JASON GRAHAM, Petitioner,
THOMAS RICKS, Superintendent, Respondent

The opinion of the court was delivered by: NEAL McCURN, Senior District Judge



  I. State Court Proceedings

  According to the testimony adduced at trial, during the early morning hours of August 20, 1995, as Aneesha Brace, Demere Hannah and Lee Johnson were leaving the parking lot of an Albany, New York nightclub, a fight broke out between Johnson and one of Hannah's friends. See Transcript of Trial of Jason Graham (1/27/97) ("Trial Tr.") at 314-17.*fn1 During the course of that fight, Hannah pulled a handgun out of his coat pocket.
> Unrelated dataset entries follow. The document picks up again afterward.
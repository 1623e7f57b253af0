use crate::descriptor::{Descriptor, Specialization, TypeBehavior};
use crate::error::{Result, TypeError};
use crate::pipeline::BindCollector;
use crate::types::DataType;
use crate::values::Value;

/// A computed attribute. It is never stored, so every storage-facing
/// operation fails; validation uses the declared return type when there is one.
#[derive(Debug, Clone, Copy, Default)]
pub struct VirtualType;

fn return_type(d: &Descriptor) -> Option<&Descriptor> {
    match d.data_type() {
        DataType::Virtual(options) => options.return_type.as_deref(),
        _ => None,
    }
}

impl TypeBehavior for VirtualType {
    fn check_supported(&self, _spec: &mut Specialization<'_>) -> Result<()> {
        Ok(())
    }

    fn storage_type(&self, d: &Descriptor) -> Result<String> {
        Err(TypeError::NoStorageType(d.type_id()))
    }

    fn validate(&self, d: &Descriptor, value: &Value) -> Result<()> {
        match return_type(d) {
            Some(inner) => inner.validate(value),
            None => Ok(()),
        }
    }

    fn sanitize(&self, d: &Descriptor, value: Value) -> Result<Value> {
        match return_type(d) {
            Some(inner) => inner.sanitize(value),
            None => Ok(value),
        }
    }

    fn to_transport(&self, d: &Descriptor, _value: &Value) -> Result<Value> {
        Err(TypeError::NoStorageType(d.type_id()))
    }

    fn to_inline_literal(&self, d: &Descriptor, _value: &Value) -> Result<String> {
        Err(TypeError::NoStorageType(d.type_id()))
    }

    fn bind_param_sql(
        &self,
        d: &Descriptor,
        _value: &Value,
        _params: &mut dyn BindCollector,
    ) -> Result<String> {
        Err(TypeError::NoStorageType(d.type_id()))
    }

    fn are_equivalent(&self, d: &Descriptor, a: &Value, b: &Value) -> bool {
        match return_type(d) {
            Some(inner) => inner.are_equivalent(a, b),
            None => a == b,
        }
    }
}
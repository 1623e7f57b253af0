//! PostgreSQL dialect for dtype-core data types.
//!
//! # Modules
//!
//! - [`dialect`] - Capabilities, escaping and the PostgreSQL type overrides
//! - [`range`] / [`overrides`] - Native RANGE, ARRAY, HSTORE and ENUM handling
//! - [`forward`] - Host value → `postgres-types` parameter conversion
//! - [`reverse`] - PostgreSQL value → host value conversion
//! - [`ddl`] - PostgreSQL DDL generation
//!
//! # Example
//!
//! ```rust
//! use dtype_core::{DataType, Descriptor, ToDdl, TypeSystemOptions, Value};
//! use postgresql_types::{PostgreSQLDdl, PostgreSQLValue};
//!
//! let ddl = PostgreSQLDdl::new(TypeSystemOptions::default());
//! let column = Descriptor::new(DataType::range(DataType::integer()));
//! assert_eq!(ddl.to_ddl(&column)?, "int4range");
//!
//! let bound = column.specialize(ddl.dialect())?;
//! let range = Value::Array(vec![Value::from(1), Value::from(10)]);
//! assert_eq!(bound.to_inline_literal(&range)?, "'[1,10)'::int4range");
//! assert_eq!(
//!     PostgreSQLValue::from_descriptor(&bound, &range)?,
//!     PostgreSQLValue::Text("[1,10)".to_string())
//! );
//! # Ok::<(), Box<dyn std::error::Error>>(())
//! ```

pub mod ddl;
pub mod dialect;
pub mod forward;
pub mod overrides;
pub mod range;
pub mod reverse;

pub use ddl::PostgreSQLDdl;
pub use dialect::{postgres_dialect, PostgresEscaper, DIALECT_NAME};
pub use forward::PostgreSQLValue;
pub use reverse::{pg_type_for, ConversionError, PostgreSQLRawValue, PostgreSQLValueWithSchema};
Trial Tr. at 317. He then fired a shot, causing Johnson to flee the scene.*fn2 Trial Tr. at 317-18. Later that day, petitioner Jason Graham approached Karim Maye and asked him if he could provide Graham with a gun.*fn3 Trial Tr. at 329-30. During that conversation, Graham indicated that he needed the gun because someone had shot at his cousin, Johnson.*fn4 Trial Tr. at 330. Karim Maye indicated that he could not provide Graham with a gun, Trial Tr. at 330, and was informed by Graham later that day that he "had got [ten] what he needed," Trial Tr. at 330-31,*fn5 and that he intended to "deal with" Hannah. Trial Tr. at 331.

  In the afternoon of August 22, 1995, Aleek Young observed Graham in front of a convenience store on Livingston Avenue in Albany, New York. Trial Tr. at 390-91. After Young overheard some individuals stating that Johnson was a "pussy" who was not "going to do anything," Trial Tr. at 393, Graham indicated that he would "take care of what he got to do" and that he was not concerned about African-Americans from the New York City area. Trial Tr. at 392-93.*fn6 Graham then lifted up his shirt, revealing the presence of a handgun. Trial Tr. at 393-94.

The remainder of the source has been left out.